Phone production will be largely concentrated in Hanoi, Vietnam, while “some production [will] continue in Beijing and Dongguan,” said Elop. Other Microsoft manufacturing and repair units will move to Manaus, Brazil, and Reynosa, Mexico. A “phased exit from Komaron, Hungary,” is also planned.
Other areas of Microsoft’s Devices unit won’t be as hard hit. Elop said that as a result of earlier changes, “there will be limited change for the Surface, Xbox hardware, PPI [Perceptive Pixel]/meetings or next-generation teams.”
Gartner Vice President Merv Adrian told eWEEK that the layoffs weren’t unexpected in the wake of the Nokia acquisition. “Obviously, there are redundancies,” he said.

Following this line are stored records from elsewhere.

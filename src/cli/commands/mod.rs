pub mod auth;
pub mod fetch;
pub mod schema;
pub mod transform;
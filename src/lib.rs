pub mod cli;
pub mod client;
pub mod config;
pub mod error;
pub mod jsonapi;
pub mod models;
pub mod schema;
pub mod transform;
pub mod types;

pub use client::{ApiClient, ClientError, JsonApiTransport, QueryParams, RefreshGuard, ResourceApi};
pub use error::TransformError;
pub use jsonapi::{Document, ResourceIndex};
pub use schema::{SchemaRegistry, ValidationError};
pub use transform::{DomainObject, DomainValue, Transformed, Transformer};
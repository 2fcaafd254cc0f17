use serde::{Deserialize, Serialize};
use thiserror::Error;

/// One structural problem found in a document.
#[derive(Debug, Clone, PartialEq, Eq, Serialize, Deserialize)]
pub struct Violation {
    /// Dotted path into the document, e.g. `data.attributes.license_number`
    pub path: String,
    pub message: String,
}

impl Violation {
    pub fn new(path: impl Into<String>, message: impl Into<String>) -> Self {
        Self { path: path.into(), message: message.into() }
    }
}

impl std::fmt::Display for Violation {
    fn fmt(&self, f: &mut std::fmt::Formatter<'_>) -> std::fmt::Result {
        if self.path.is_empty() {
            write!(f, "{}", self.message)
        } else {
            write!(f, "{}: {}", self.path, self.message)
        }
    }
}

/// A document did not match the declared resource schema.
#[derive(Debug, Clone, PartialEq, Eq, Error)]
#[error("document failed validation: {}", render(.violations))]
pub struct ValidationError {
    pub violations: Vec<Violation>,
}

impl ValidationError {
    pub fn new(violations: Vec<Violation>) -> Self {
        Self { violations }
    }

    pub fn single(path: impl Into<String>, message: impl Into<String>) -> Self {
        Self { violations: vec![Violation::new(path, message)] }
    }

    pub fn paths(&self) -> Vec<&str> {
        self.violations.iter().map(|v| v.path.as_str()).collect()
    }

    pub fn contains_path(&self, path: &str) -> bool {
        self.violations.iter().any(|v| v.path == path)
    }
}

fn render(violations: &[Violation]) -> String {
    violations.iter().map(ToString::to_string).collect::<Vec<_>>().join("; ")
}

/// Errors while loading or registering resource descriptors
#[derive(Debug, Error)]
pub enum SchemaError {
    #[error("Failed to read schema file: {0}")]
    Io(#[from] std::io::Error),

    #[error("YAML parsing error: {0}")]
    Yaml(#[from] serde_yaml::Error),

    #[error("JSON parsing error: {0}")]
    Json(#[from] serde_json::Error),

    #[error("Invalid descriptor: {0}")]
    Invalid(String),
}
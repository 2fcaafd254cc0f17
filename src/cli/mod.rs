pub mod commands;
pub mod utils;

use anyhow::Context;
use clap::{Parser, Subcommand};
use serde::{Deserialize, Serialize};
use std::path::PathBuf;
use std::sync::Arc;

use crate::config::config;
use crate::schema::SchemaRegistry;
use crate::transform::{TransformOptions, Transformer};

#[derive(Parser)]
#[command(name = "kwai")]
#[command(about = "kwai CLI - JSON:API documents and resources of the kwai portal")]
#[command(version)]
pub struct Cli {
    #[arg(long, global = true, help = "Output in human-readable text format")]
    pub text: bool,

    #[arg(long, global = true, help = "Output in JSON format")]
    pub json: bool,

    #[arg(long = "schemas", global = true, help = "Extra resource descriptor file (.yaml, .yml or .json)")]
    pub schemas: Vec<PathBuf>,

    #[command(subcommand)]
    pub command: Commands,
}

#[derive(Subcommand)]
pub enum Commands {
    #[command(about = "Validate a JSON:API document and map it to domain objects")]
    Transform(commands::transform::TransformArgs),

    #[command(about = "Build a JSON:API write payload from a domain object")]
    Payload(commands::transform::PayloadArgs),

    #[command(about = "Registered resource descriptors")]
    Schema {
        #[command(subcommand)]
        cmd: commands::schema::SchemaCommands,
    },

    #[command(about = "Fetch a resource or list from the API and map it")]
    Fetch(commands::fetch::FetchArgs),

    #[command(about = "Authentication against the API")]
    Auth {
        #[command(subcommand)]
        cmd: commands::auth::AuthCommands,
    },
}

#[derive(Debug, Clone, Serialize, Deserialize)]
pub enum OutputFormat {
    Text,
    Json,
}

impl OutputFormat {
    pub fn from_cli(cli: &Cli) -> Self {
        if cli.json {
            OutputFormat::Json
        } else {
            OutputFormat::Text
        }
    }
}

/// The built-in kwai descriptors plus configured and command line descriptor files
pub fn load_registry(extra: &[PathBuf]) -> anyhow::Result<SchemaRegistry> {
    let mut registry = SchemaRegistry::kwai();
    for path in config().transform.schema_files.iter().chain(extra) {
        registry
            .load_file(path)
            .with_context(|| format!("failed to load descriptors from {}", path.display()))?;
    }
    Ok(registry)
}

pub fn transformer(extra: &[PathBuf]) -> anyhow::Result<Arc<Transformer>> {
    let registry = load_registry(extra)?;
    Ok(Arc::new(
        Transformer::new(Arc::new(registry)).with_options(TransformOptions::from_config(config())),
    ))
}

pub async fn run(cli: Cli) -> anyhow::Result<()> {
    let output_format = OutputFormat::from_cli(&cli);
    let schemas = cli.schemas;

    match cli.command {
        Commands::Transform(args) => commands::transform::handle_transform(args, &schemas, output_format),
        Commands::Payload(args) => commands::transform::handle_payload(args, &schemas, output_format),
        Commands::Schema { cmd } => commands::schema::handle(cmd, &schemas, output_format),
        Commands::Fetch(args) => commands::fetch::handle(args, &schemas, output_format).await,
        Commands::Auth { cmd } => commands::auth::handle(cmd, output_format).await,
    }
}
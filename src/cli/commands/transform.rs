use clap::Args;
use serde_json::json;
use std::path::PathBuf;

use crate::cli::utils::{output_error, output_success, output_transformed, read_json_input};
use crate::cli::{transformer, OutputFormat};
use crate::error::TransformError;

#[derive(Args)]
pub struct TransformArgs {
    #[arg(help = "Descriptor name of the primary data, e.g. teams")]
    pub schema: String,
    #[arg(long, help = "Document file (reads stdin when omitted)")]
    pub file: Option<PathBuf>,
}

#[derive(Args)]
pub struct PayloadArgs {
    #[arg(help = "Descriptor name of the domain object, e.g. teams")]
    pub schema: String,
    #[arg(long, help = "Domain object file (reads stdin when omitted)")]
    pub file: Option<PathBuf>,
}

pub fn handle_transform(args: TransformArgs, schemas: &[PathBuf], output_format: OutputFormat) -> anyhow::Result<()> {
    let transformer = transformer(schemas)?;
    let raw = read_json_input(args.file.as_deref())?;

    match transformer.transform_document(&args.schema, raw) {
        Ok(transformed) => output_transformed(&output_format, &transformed),
        Err(TransformError::Validation(err)) => {
            output_violations(&output_format, &err)?;
            Err(err.into())
        }
        Err(err) => Err(err.into()),
    }
}

pub fn handle_payload(args: PayloadArgs, schemas: &[PathBuf], output_format: OutputFormat) -> anyhow::Result<()> {
    let transformer = transformer(schemas)?;
    let object = read_json_input(args.file.as_deref())?;
    let payload = transformer.json_to_write_payload(&args.schema, &object)?;

    match output_format {
        OutputFormat::Json => println!("{}", serde_json::to_string_pretty(&payload)?),
        OutputFormat::Text => {
            let verb = if payload.resource().and_then(|r| r.id.as_ref()).is_some() { "PATCH" } else { "POST" };
            output_success(&output_format, &format!("Write payload for {} ({})", args.schema, verb), None)?;
            println!("{}", serde_json::to_string_pretty(&payload)?);
        }
    }
    Ok(())
}

fn output_violations(output_format: &OutputFormat, err: &crate::schema::ValidationError) -> anyhow::Result<()> {
    match output_format {
        OutputFormat::Json => {
            println!(
                "{}",
                serde_json::to_string_pretty(&json!({
                    "success": false,
                    "error_code": "VALIDATION_ERROR",
                    "violations": err.violations,
                }))?
            );
        }
        OutputFormat::Text => {
            output_error(output_format, "document failed validation", None)?;
            for violation in &err.violations {
                eprintln!("  {}", violation);
            }
        }
    }
    Ok(())
}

Adrian described the cuts as “healthy and appropriate,” as Microsoft aligns its resources in pursuit of growth areas. “Microsoft is not cutting [jobs] because it’s losing money,” he said. “They’re the No. 2 cloud infrastructure as a service provider,” reminded Adrian. Microsoft also secured the No. 2 spot in the database management system (DBMS) market.
In a July 17 email to staffers, Nadella pledged to conduct the workforce reduction “in the most thoughtful and transparent way possible.” Microsoft is offering severance to all affected employees and “job transition help in many locations,” he said.
All told, Microsoft expects to take a restructuring charge of $1.1 billion to $1.6 billion over the next four quarters. The costs include $750 million to $800 million in severance and benefits, along with “$350 million to $800 million in asset-related charges,” according to the company. Shares in the company (MSFT) jumped nearly 3 percent to $45.71 after the news, a 52-week high.
Microsoft forecast that the bulk of the layoffs will occur by Dec. 31, 2014. By June 30, 2015, the company expects the process to be complete.
The announcement follows a July 10 memo from Nadella, signaling big changes at the company. “Nothing is off the table,” he wrote, suggesting that a shake-up was in the works as the company reorganizes for the post-PC era.
Editor’s Note: This story has been updated with a response to the Microsoft layoffs by Gartner Vice President Merv Adrian.